Some Witcher quests were bad at this, but many at least required you to do a step of research before heading out with getting the monsters added to your inventory. If only the rest of those quests would have been more interesting they'd be set.

From what I played of 2 so far even the slay monster quests have some unique touches to them, like bombing nests, or fighting hive queens after killing cocoons. Pretty neat.
Vulcano's assistant
Member
(12-02-2013, 07:27 PM)
Vulcano's assistant's Avatar
Mount and Blade Warband shows that "Kill Quest" can be the whole purpose of a RPG character and still be completely rewarding, in balance with the story, and affect the game's world.
UncleSporky
Member
(12-02-2013, 07:42 PM)

Originally Posted by Syril

That's because you can handle it all with some lines of dialogue and stuff with no need for cutscenes or anything right? How much harder would it be to to use that to do actually interesting things that add some variety, like special encounters that you have to fight under certain conditions or something?

If it's just numbers then that's easy.

"Hey there's this big turtle that's been terrorizing everyone, he has 999 defense so all weapons only do 1 damage to him, nobody has had the time to tough it out long enough to kill him. Have fun!"
steveovig
Member
(12-02-2013, 07:43 PM)
steveovig's Avatar
I like doing quests in Xenoblades.
Robert at Zeboyd Games
Zeboyd Games
(12-02-2013, 07:55 PM)
Robert at Zeboyd Games's Avatar

Originally Posted by Clockwork5

High quality quests are not more expensive anyway, just less lazy.

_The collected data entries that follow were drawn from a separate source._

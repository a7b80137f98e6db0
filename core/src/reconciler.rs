//! Reconciler — one provisioning run from lock to report.
//!
//! `run` is the foreground path: marker check, lock, fatal command check,
//! bounded readiness wait, then either the batch or a hand-off to the
//! scheduler. `watch` is the background path the detached process takes.

use tracing::{info, warn};

use crate::convergence::executor::{Backends, BatchExecutor};
use crate::error::ProvisionError;
use crate::infrastructure::runner::ProcessRunner;
use crate::infrastructure::CommandRunner;
use crate::lock::{self, LockAttempt, LockHandle};
use crate::readiness::{probe_all, Preflight, Probe, ReadinessProber, ReadinessState, Sleeper, ThreadSleeper, WaitOutcome};
use crate::report::{RunLog, RunReporter};
use crate::reschedule::{watch_until_ready, Scheduler, WatchJob};
use crate::state::StatePaths;
use crate::types::config::ReconcilerConfig;
use crate::types::{Operation, RunSummary};

use std::time::Duration;


// ---------------------------------------------------------------------------
// RunOutcome
// ---------------------------------------------------------------------------

/// How an invocation ended. Everything except `Completed` is a no-op exit 0.
#[derive(Debug, Clone, PartialEq)]
pub enum RunOutcome {
    /// The completion marker was already present.
    AlreadyCompleted,
    /// Another live process holds the lock.
    AlreadyLocked { owner: u32 },
    /// Not ready in the foreground budget; a watcher took over.
    Backgrounded,
    Completed(RunSummary),
}

impl RunOutcome {
    pub fn exit_code(&self) -> i32 {
        match self {
            RunOutcome::Completed(summary) => RunReporter::exit_code(summary),
            _ => 0,
        }
    }

    pub fn label(&self) -> &'static str {
        match self {
            RunOutcome::AlreadyCompleted => "already completed",
            RunOutcome::AlreadyLocked { .. } => "already running",
            RunOutcome::Backgrounded => "backgrounded",
            RunOutcome::Completed(_) => "completed",
        }
    }
}


// ---------------------------------------------------------------------------
// Reconciler
// ---------------------------------------------------------------------------

pub struct Reconciler {
    config: ReconcilerConfig,
    paths: StatePaths,
    operations: Vec<Operation>,
    probes: Vec<Box<dyn Probe>>,
    preflight: Option<Box<dyn Preflight>>,
    required_commands: Vec<String>,
    runner: Box<dyn CommandRunner>,
    backends: Backends,
    sleeper: Box<dyn Sleeper>,
}

impl Reconciler {
    pub fn new(config: ReconcilerConfig, paths: StatePaths, operations: Vec<Operation>) -> Self {
        Reconciler {
            config,
            paths,
            operations,
            probes: Vec::new(),
            preflight: None,
            required_commands: Vec::new(),
            runner: Box::new(ProcessRunner),
            backends: Backends::default(),
            sleeper: Box::new(ThreadSleeper),
        }
    }

    pub fn with_probe(mut self, probe: Box<dyn Probe>) -> Self {
        self.probes.push(probe);
        self
    }

    pub fn with_preflight(mut self, preflight: Box<dyn Preflight>) -> Self {
        self.preflight = Some(preflight);
        self
    }

    /// A host command whose absence aborts the run (exit 127).
    pub fn requires(mut self, program: &str) -> Self {
        self.required_commands.push(program.to_string());
        self
    }

    /// Runner used only to look up required commands.
    pub fn with_runner(mut self, runner: Box<dyn CommandRunner>) -> Self {
        self.runner = runner;
        self
    }

    pub fn with_backends(mut self, backends: Backends) -> Self {
        self.backends = backends;
        self
    }

    pub fn with_sleeper(mut self, sleeper: Box<dyn Sleeper>) -> Self {
        self.sleeper = sleeper;
        self
    }

    pub fn name(&self) -> &str {
        &self.config.name
    }

    pub fn config(&self) -> &ReconcilerConfig {
        &self.config
    }

    pub fn paths(&self) -> &StatePaths {
        &self.paths
    }

    pub fn reporter(&self) -> RunReporter {
        RunReporter::new(self.paths.clone(), self.config.marker_policy)
    }

    /// Foreground invocation.
    pub fn run(&self, scheduler: &dyn Scheduler) -> Result<RunOutcome, ProvisionError> {
        let reporter = self.reporter();
        if reporter.marker_present() {
            info!(reconciler = %self.name(), "already completed; nothing to do");
            return Ok(RunOutcome::AlreadyCompleted);
        }

        self.paths.ensure_dir()?;
        let mut lock = match lock::acquire(&self.paths.lock())? {
            LockAttempt::Acquired(handle) => handle,
            LockAttempt::AlreadyLocked { owner } => {
                info!(reconciler = %self.name(), owner, "another instance is running");
                return Ok(RunOutcome::AlreadyLocked { owner });
            }
        };
        // A run may have finished between the first check and the lock.
        if reporter.marker_present() {
            return Ok(RunOutcome::AlreadyCompleted);
        }

        self.check_required_commands()?;

        let prober = ReadinessProber::new(&self.probes, self.sleeper.as_ref());
        let ready = match prober.wait_until_ready(&self.config.readiness) {
            WaitOutcome::Ready { attempts } => {
                info!(reconciler = %self.name(), attempts, "preconditions met");
                self.run_preflight()
            }
            WaitOutcome::TimedOut { attempts, last } => {
                info!(reconciler = %self.name(), attempts, reason = %last.reason, "not ready in time");
                last
            }
        };

        if !ready.ready {
            scheduler.detach(WatchJob {
                reconciler: self.name().to_string(),
                state_dir: self.paths.dir.clone(),
                watch_log: self.paths.watch_log(),
                lock,
            })?;
            info!(reconciler = %self.name(), "handed off to background watcher");
            return Ok(RunOutcome::Backgrounded);
        }

        let summary = self.apply()?;
        lock.release();
        Ok(RunOutcome::Completed(summary))
    }

    /// Background invocation: take over the lock, poll until ready, apply.
    pub fn watch(&self) -> Result<RunOutcome, ProvisionError> {
        self.paths.ensure_dir()?;
        let lock = match lock::adopt(&self.paths.lock(), self.config.adopt_timeout_ms)? {
            LockAttempt::Acquired(handle) => handle,
            LockAttempt::AlreadyLocked { owner } => {
                info!(reconciler = %self.name(), owner, "lock owned elsewhere; watcher exiting");
                return Ok(RunOutcome::AlreadyLocked { owner });
            }
        };
        self.watch_with(lock)
    }

    /// The watch loop for a lock this process already holds.
    pub fn watch_with(&self, mut lock: LockHandle) -> Result<RunOutcome, ProvisionError> {
        if self.reporter().marker_present() {
            return Ok(RunOutcome::AlreadyCompleted);
        }
        self.check_required_commands()?;

        let interval = Duration::from_secs(self.config.poll_interval_secs);
        info!(
            reconciler = %self.name(),
            interval_secs = self.config.poll_interval_secs,
            "watching for readiness"
        );
        let check = || self.ready_now();
        watch_until_ready(&check, interval, self.sleeper.as_ref());

        let summary = self.apply()?;
        lock.release();
        Ok(RunOutcome::Completed(summary))
    }

    /// Probes, then the preflight. Used by every watcher poll.
    pub fn ready_now(&self) -> ReadinessState {
        let state = probe_all(&self.probes);
        if !state.ready {
            return state;
        }
        self.run_preflight()
    }

    fn run_preflight(&self) -> ReadinessState {
        match &self.preflight {
            None => ReadinessState::ready("no preflight"),
            Some(p) => {
                let state = p.prepare();
                if !state.ready {
                    warn!(reconciler = %self.name(), preflight = p.name(), reason = %state.reason, "preflight failed");
                }
                state
            }
        }
    }

    fn check_required_commands(&self) -> Result<(), ProvisionError> {
        for program in &self.required_commands {
            if !self.runner.has_command(program) {
                return Err(ProvisionError::MissingCommand(program.clone()));
            }
        }
        Ok(())
    }

    /// Run the batch and persist its report. The caller holds the lock.
    fn apply(&self) -> Result<RunSummary, ProvisionError> {
        let mut log = RunLog::open(&self.paths.run_log())?;
        log.line(&format!(
            "=== {} run started (pid {}, {} operations) ===",
            self.name(),
            std::process::id(),
            self.operations.len()
        ));

        let mut summary = RunSummary::begin(self.name());
        BatchExecutor::new(&self.backends).execute(&self.operations, &mut summary, &mut log);
        let summary = RunReporter::finalize(summary);

        log.line(&format!(
            "=== finished: {} succeeded, {} failed, {} skipped in {} ms ===",
            summary.succeeded, summary.failed, summary.skipped, summary.duration_ms
        ));
        let marked = self.reporter().persist(&summary)?;
        info!(
            reconciler = %self.name(),
            succeeded = summary.succeeded,
            failed = summary.failed,
            skipped = summary.skipped,
            marked,
            "run complete"
        );
        Ok(summary)
    }
}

There's no such thing as "laziness" in professional game development. It's all about costs & expenses.

Making a "Kill X monsters & then talk to this guy for an item" quest might take 1 guy under an hour to implement, assuming that the monsters & NPC assets are already in the game for other purposes since you're just writing a bit of dialogue & adding some flags to the game. Longer if there's voice acting involved.

On the other hand, having a more interesting quest like "Monsters are rampaging throughout the city & you'll get different results & cutscenes if you decide to help out" might take 10 people a couple weeks to make since you have to create the cutscenes, make sure that the engine can handle enemies in a non-combat area, make sure that the event doesn't break anything, etc.

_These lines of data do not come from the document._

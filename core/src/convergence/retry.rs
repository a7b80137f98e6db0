//! Retry policies with fixed, linear or exponential backoff and an upper cap.
//!
//! Used by the readiness prober: attempt `k` (1-indexed) is followed by a
//! wait of `delay_ms(k - 1)` before attempt `k + 1`.

use std::time::Duration;

use serde::{Deserialize, Serialize};

use crate::types::config::BackoffStrategy;

// ---------------------------------------------------------------------------
// RetryPolicy
// ---------------------------------------------------------------------------

/// How many attempts are allowed and how long to wait between them.
#[derive(Debug, Clone, Serialize, Deserialize, PartialEq, Eq)]
pub struct RetryPolicy {
    pub max_attempts: u32,
    pub strategy: BackoffStrategy,
    pub base_delay_ms: u64,
    /// Upper bound on any single delay.
    pub max_delay_ms: u64,
}

impl RetryPolicy {
    pub fn new(
        max_attempts: u32,
        strategy: BackoffStrategy,
        base_delay_ms: u64,
        max_delay_ms: u64,
    ) -> Self {
        RetryPolicy {
            max_attempts,
            strategy,
            base_delay_ms,
            max_delay_ms,
        }
    }

    /// Whether another attempt may follow the given number of completed ones.
    pub fn should_retry(&self, attempts_made: u32) -> bool {
        attempts_made < self.max_attempts
    }

    /// Delay in milliseconds after the attempt with 0-based index `attempt`.
    ///
    /// Exponential: `min(base * 2^attempt, cap)`.
    pub fn delay_ms(&self, attempt: u32) -> u64 {
        let raw = match self.strategy {
            BackoffStrategy::Fixed => self.base_delay_ms,
            BackoffStrategy::Linear => self.base_delay_ms.saturating_mul(attempt as u64 + 1),
            BackoffStrategy::Exponential => self
                .base_delay_ms
                .saturating_mul(2u64.saturating_pow(attempt)),
        };
        raw.min(self.max_delay_ms)
    }

    pub fn delay(&self, attempt: u32) -> Duration {
        Duration::from_millis(self.delay_ms(attempt))
    }
}

impl Default for RetryPolicy {
    /// Default: 30 attempts, exponential from 2s, capped at 60s.
    fn default() -> Self {
        RetryPolicy {
            max_attempts: 30,
            strategy: BackoffStrategy::Exponential,
            base_delay_ms: 2_000,
            max_delay_ms: 60_000,
        }
    }
}

// ---------------------------------------------------------------------------
// Tests
// ---------------------------------------------------------------------------

#[cfg(test)]
mod tests {
    use super::*;

    #[test]
    fn default_policy() {
        let p = RetryPolicy::default();
        assert_eq!(p.max_attempts, 30);
        assert_eq!(p.max_delay_ms, 60_000);
        assert!(matches!(p.strategy, BackoffStrategy::Exponential));
    }

    #[test]
    fn should_retry_within_budget() {
        let p = RetryPolicy::new(3, BackoffStrategy::Fixed, 100, 100);
        assert!(p.should_retry(0));
        assert!(p.should_retry(2));
        assert!(!p.should_retry(3));
        assert!(!p.should_retry(4));
    }

    #[test]
    fn fixed_delay() {
        let p = RetryPolicy::new(12, BackoffStrategy::Fixed, 10_000, 10_000);
        assert_eq!(p.delay_ms(0), 10_000);
        assert_eq!(p.delay_ms(11), 10_000);
    }

    #[test]
    fn linear_delay() {
        let p = RetryPolicy::new(5, BackoffStrategy::Linear, 1000, 2500);
        assert_eq!(p.delay_ms(0), 1000);
        assert_eq!(p.delay_ms(1), 2000);
        assert_eq!(p.delay_ms(2), 2500);
    }

    #[test]
    fn exponential_delay_is_capped() {
        let p = RetryPolicy::new(30, BackoffStrategy::Exponential, 2_000, 60_000);
        assert_eq!(p.delay_ms(0), 2_000);
        assert_eq!(p.delay_ms(1), 4_000);
        assert_eq!(p.delay_ms(4), 32_000);
        assert_eq!(p.delay_ms(5), 60_000);
        assert_eq!(p.delay_ms(28), 60_000);
    }

    #[test]
    fn exponential_delay_does_not_overflow() {
        let p = RetryPolicy::new(200, BackoffStrategy::Exponential, u64::MAX / 2, u64::MAX);
        assert_eq!(p.delay_ms(100), u64::MAX);
    }
}
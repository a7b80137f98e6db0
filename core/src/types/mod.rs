//! Plain data types shared across the engine: operations, their results,
//! run summaries and reconciler configuration.

pub mod config;
pub mod operation;
pub mod result;
pub mod summary;

pub use operation::{Operation, OperationKind, Precondition};
pub use result::{OperationResult, OperationStatus};
pub use summary::{FailedOperation, RunSummary};
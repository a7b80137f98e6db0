//! `flatpak-install`: system-wide applications from Flathub.

use std::rc::Rc;
use std::time::Duration;

use crate::convergence::executor::Backends;
use crate::convergence::retry::RetryPolicy;
use crate::infrastructure::flatpak::{Flatpak, FLATPAK};
use crate::infrastructure::runner::ProcessRunner;
use crate::infrastructure::AppCatalog;
use crate::readiness::probes::NetworkProbe;
use crate::readiness::CatalogPreflight;
use crate::reconciler::Reconciler;
use crate::state::StatePaths;
use crate::types::config::{BackoffStrategy, MarkerPolicy, ReconcilerConfig};
use crate::types::Operation;


pub const NAME: &str = "flatpak-install";
pub const REQUIRED_COMMANDS: &[&str] = &[FLATPAK];

pub const REMOTE: &str = "flathub";
pub const REMOTE_URL: &str = "https://dl.flathub.org/repo/flathub.flatpakrepo";
const CATALOG_HOST: &str = "dl.flathub.org";
const CONNECT_TIMEOUT: Duration = Duration::from_secs(10);

pub const APPS: &[&str] = &[
    "org.mozilla.firefox",
    "org.gnome.Calculator",
    "org.gnome.TextEditor",
    "org.gnome.Loupe",
    "com.github.tchx84.Flatseal",
    "org.videolan.VLC",
    "org.libreoffice.LibreOffice",
];


pub fn default_config() -> ReconcilerConfig {
    ReconcilerConfig {
        name: NAME.into(),
        readiness: RetryPolicy::new(30, BackoffStrategy::Exponential, 2_000, 60_000),
        poll_interval_secs: 60,
        marker_policy: MarkerPolicy::Always,
        adopt_timeout_ms: 10_000,
    }
}


pub fn operations() -> Vec<Operation> {
    APPS.iter().map(|app| Operation::install(REMOTE, app)).collect()
}


pub fn build(config: ReconcilerConfig, paths: StatePaths) -> Reconciler {
    let catalog: Rc<dyn AppCatalog> = Rc::new(Flatpak::new(ProcessRunner));
    Reconciler::new(config, paths, operations())
        .with_probe(Box::new(NetworkProbe::new(CATALOG_HOST, 443, CONNECT_TIMEOUT)))
        .with_preflight(Box::new(CatalogPreflight::new(
            catalog.clone(),
            REMOTE,
            REMOTE_URL,
            APPS[0],
        )))
        .with_backends(Backends {
            settings: None,
            extensions: None,
            catalog: Some(catalog),
        })
}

Paying one guy's wages for an hour costs much less than paying 10 people's wages for 2 weeks.

And even if the publisher decides that additional time & money is warranted to make a game better, most developers would rather focus that time & money on making the core game better rather than optional content that most players won't end up seeing. Thus you see a lot of games with filler optional content like fetch quests & monster grinding.
peakish
Member
(12-02-2013, 08:05 PM)
peakish's Avatar

Originally Posted by Robert at Zeboyd Games

There's no such thing as "laziness" in professional game development. It's all about costs & expenses.

Making a "Kill X monsters & then talk to this guy for an item" quest might take 1 guy under an hour to implement, assuming that the monsters & NPC assets are already in the game for other purposes since you're just writing a bit of dialogue & adding some flags to the game. Longer if there's voice acting involved.

On the other hand, having a more interesting quest like "Monsters are rampaging throughout the city & you'll get different results & cutscenes if you decide to help out" might take 10 people a couple weeks to make since you have to create the cutscenes, make sure that the engine can handle enemies in a non-combat area, make sure that the event doesn't break anything, etc.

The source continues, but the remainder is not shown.